Having a stroke can be a very big deal indeed. The heart is so important to so many functions in the body that any glitches — however temporary — can cause major consequences. A stroke, for example, can create a number of troublesome symptoms, including problems with physical mobility. Millions of stroke survivors experience difficulty in walking. But now here’s some good news: for those recuperating after a stroke, more expensive, high-tech therapy isn’t necessarily superior to intensive at-home strength and balance training,
In a massive stroke rehabilitation study, patients who had physical therapy at home improved their ability to walk just as well as those who were treated in a training program that required the use of a body-weight supported treadmill device followed by walking practice (called “locomotor training”).
The National Institutes of Health study randomly assigned 400 patients into three study groups who participated in 36 90-minute sessions over 12 to 16 weeks. All patients had either severe or moderate walking impairments. The average age of the patients was 62 years old.
At the end of one year, 52% of all the study participants had made significant improvements in their ability to walk.
All groups achieved similar gains in the speed and distance of their walking, their physical mobility, motor recovery and social participation, resulting in improved quality of life.

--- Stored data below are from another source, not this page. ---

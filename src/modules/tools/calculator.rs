//! Four-function calculator behind `POST /api/calculate`.

use std::{fmt, str::FromStr};

use playground_http::AppError;
use serde::Deserialize;
use serde_json::{json, Value};
use thiserror::Error;

/// Largest magnitude at which every integer is exactly representable in f64.
const MAX_EXACT_INTEGER: f64 = 9_007_199_254_740_992.0;

#[derive(Debug, Clone, Copy, PartialEq, Eq)]
pub enum Operation {
    Add,
    Subtract,
    Multiply,
    Divide,
}

impl Operation {
    pub const NAMES: &'static [&'static str] = &["add", "subtract", "multiply", "divide"];

    pub fn symbol(self) -> char {
        match self {
            Operation::Add => '+',
            Operation::Subtract => '-',
            Operation::Multiply => '*',
            Operation::Divide => '/',
        }
    }

    pub fn apply(self, a: f64, b: f64) -> Result<f64, CalcError> {
        match self {
            Operation::Add => Ok(a + b),
            Operation::Subtract => Ok(a - b),
            Operation::Multiply => Ok(a * b),
            Operation::Divide if b == 0.0 => Err(CalcError::DivisionByZero),
            Operation::Divide => Ok(a / b),
        }
    }
}

impl FromStr for Operation {
    type Err = CalcError;

    fn from_str(name: &str) -> Result<Self, Self::Err> {
        match name.trim().to_ascii_lowercase().as_str() {
            "add" => Ok(Operation::Add),
            "subtract" => Ok(Operation::Subtract),
            "multiply" => Ok(Operation::Multiply),
            "divide" => Ok(Operation::Divide),
            _ => Err(CalcError::UnknownOperation(name.to_string())),
        }
    }
}

#[derive(Debug, Error, PartialEq)]
pub enum CalcError {
    #[error("Both a and b must be numbers")]
    NonNumeric,
    #[error("Unknown operation '{0}'")]
    UnknownOperation(String),
    #[error("Cannot divide by zero")]
    DivisionByZero,
    #[error("Result is too large to represent")]
    Overflow,
}

impl From<CalcError> for AppError {
    fn from(err: CalcError) -> Self {
        let tip = match &err {
            CalcError::NonNumeric => "Send numbers, e.g. {\"a\": 7, \"b\": 8}".to_string(),
            CalcError::UnknownOperation(_) => {
                format!("Valid operations: {}", Operation::NAMES.join(", "))
            }
            CalcError::DivisionByZero => "Use a non-zero value for b".to_string(),
            CalcError::Overflow => "Use smaller operands".to_string(),
        };
        AppError::validation(vec![], err.to_string()).with_tip(tip)
    }
}

/// Body of a calculate request; operands may be numbers or numeric strings.
#[derive(Debug, Clone, Default, Deserialize)]
pub struct CalculateRequest {
    pub operation: Option<String>,
    pub a: Option<Value>,
    pub b: Option<Value>,
}

#[derive(Debug, Clone, PartialEq)]
pub struct Calculation {
    pub operation: Operation,
    pub a: f64,
    pub b: f64,
    pub result: f64,
}

impl Calculation {
    pub fn formula(&self) -> String {
        format!(
            "{} {} {} = {}",
            self.a,
            self.operation.symbol(),
            self.b,
            self.result
        )
    }

    pub fn to_json(&self) -> Value {
        json!({
            "success": true,
            "operation": format!("{:?}", self.operation).to_lowercase(),
            "a": number(self.a),
            "b": number(self.b),
            "result": number(self.result),
            "formula": self.formula(),
        })
    }
}

impl fmt::Display for Calculation {
    fn fmt(&self, f: &mut fmt::Formatter<'_>) -> fmt::Result {
        f.write_str(&self.formula())
    }
}

/// Validate operands first, then the operation, then evaluate.
pub fn calculate(request: &CalculateRequest) -> Result<Calculation, CalcError> {
    let (a, b) = match (operand(request.a.as_ref()), operand(request.b.as_ref())) {
        (Some(a), Some(b)) => (a, b),
        _ => return Err(CalcError::NonNumeric),
    };
    let operation: Operation = request.operation.as_deref().unwrap_or_default().parse()?;
    let result = operation.apply(a, b)?;
    if !result.is_finite() {
        return Err(CalcError::Overflow);
    }

    Ok(Calculation {
        operation,
        a,
        b,
        result,
    })
}

fn operand(value: Option<&Value>) -> Option<f64> {
    let number = match value? {
        Value::Number(number) => number.as_f64(),
        Value::String(text) => text.trim().parse::<f64>().ok(),
        _ => None,
    }?;
    number.is_finite().then_some(number)
}

/// Integral values serialize as integers so `56.0` reads as `56`.
fn number(value: f64) -> Value {
    if value.fract() == 0.0 && value.abs() < MAX_EXACT_INTEGER {
        json!(value as i64)
    } else {
        json!(value)
    }
}

#[cfg(test)]
mod tests {
    use super::*;

    fn request(operation: &str, a: Value, b: Value) -> CalculateRequest {
        CalculateRequest {
            operation: Some(operation.to_string()),
            a: Some(a),
            b: Some(b),
        }
    }

    #[test]
    fn multiply_produces_integer_result() {
        let calculation = calculate(&request("multiply", json!(7), json!(8))).unwrap();
        assert_eq!(calculation.result, 56.0);
        assert_eq!(calculation.formula(), "7 * 8 = 56");
        assert_eq!(calculation.to_json()["result"], json!(56));
    }

    #[test]
    fn numeric_strings_are_accepted() {
        let calculation = calculate(&request("divide", json!("7"), json!(" 2 "))).unwrap();
        assert_eq!(calculation.result, 3.5);
        assert_eq!(calculation.to_json()["result"], json!(3.5));
    }

    #[test]
    fn division_by_zero_is_rejected() {
        assert_eq!(
            calculate(&request("divide", json!(5), json!(0))),
            Err(CalcError::DivisionByZero)
        );
    }

    #[test]
    fn overflowing_results_are_rejected() {
        assert_eq!(
            calculate(&request("multiply", json!(1e308), json!(10))),
            Err(CalcError::Overflow)
        );
        assert_eq!(
            calculate(&request("add", json!(f64::MAX), json!(f64::MAX))),
            Err(CalcError::Overflow)
        );
    }

    #[test]
    fn bad_inputs_are_rejected() {
        assert_eq!(
            calculate(&request("add", json!("seven"), json!(1))),
            Err(CalcError::NonNumeric)
        );
        assert_eq!(
            calculate(&request("add", json!(true), json!(1))),
            Err(CalcError::NonNumeric)
        );
        assert_eq!(
            calculate(&request("modulo", json!(1), json!(1))),
            Err(CalcError::UnknownOperation("modulo".into()))
        );
        assert!(matches!(
            calculate(&CalculateRequest::default()),
            Err(CalcError::NonNumeric)
        ));
    }
}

The researchers found that the at-home group was the most likely to stick with the program, however. Only three percent dropped out of this arm of the study, compared to 13% of the more high-tech locomotor training groups.
And some more good news: patients made significant improvements in walking speed long-term, despite widely held beliefs in the medical community that most improvements after stroke are complete by six months. The researchers noted that, based on these results, recovery beyond six months could be helped with continued therapy.
The home exercise program in this study requires less expensive equipment, less training for therapists, and fewer clinical staff members. The researchers suggest another benefit, too: this intervention may help keep stroke survivors active in their own homes and community environments.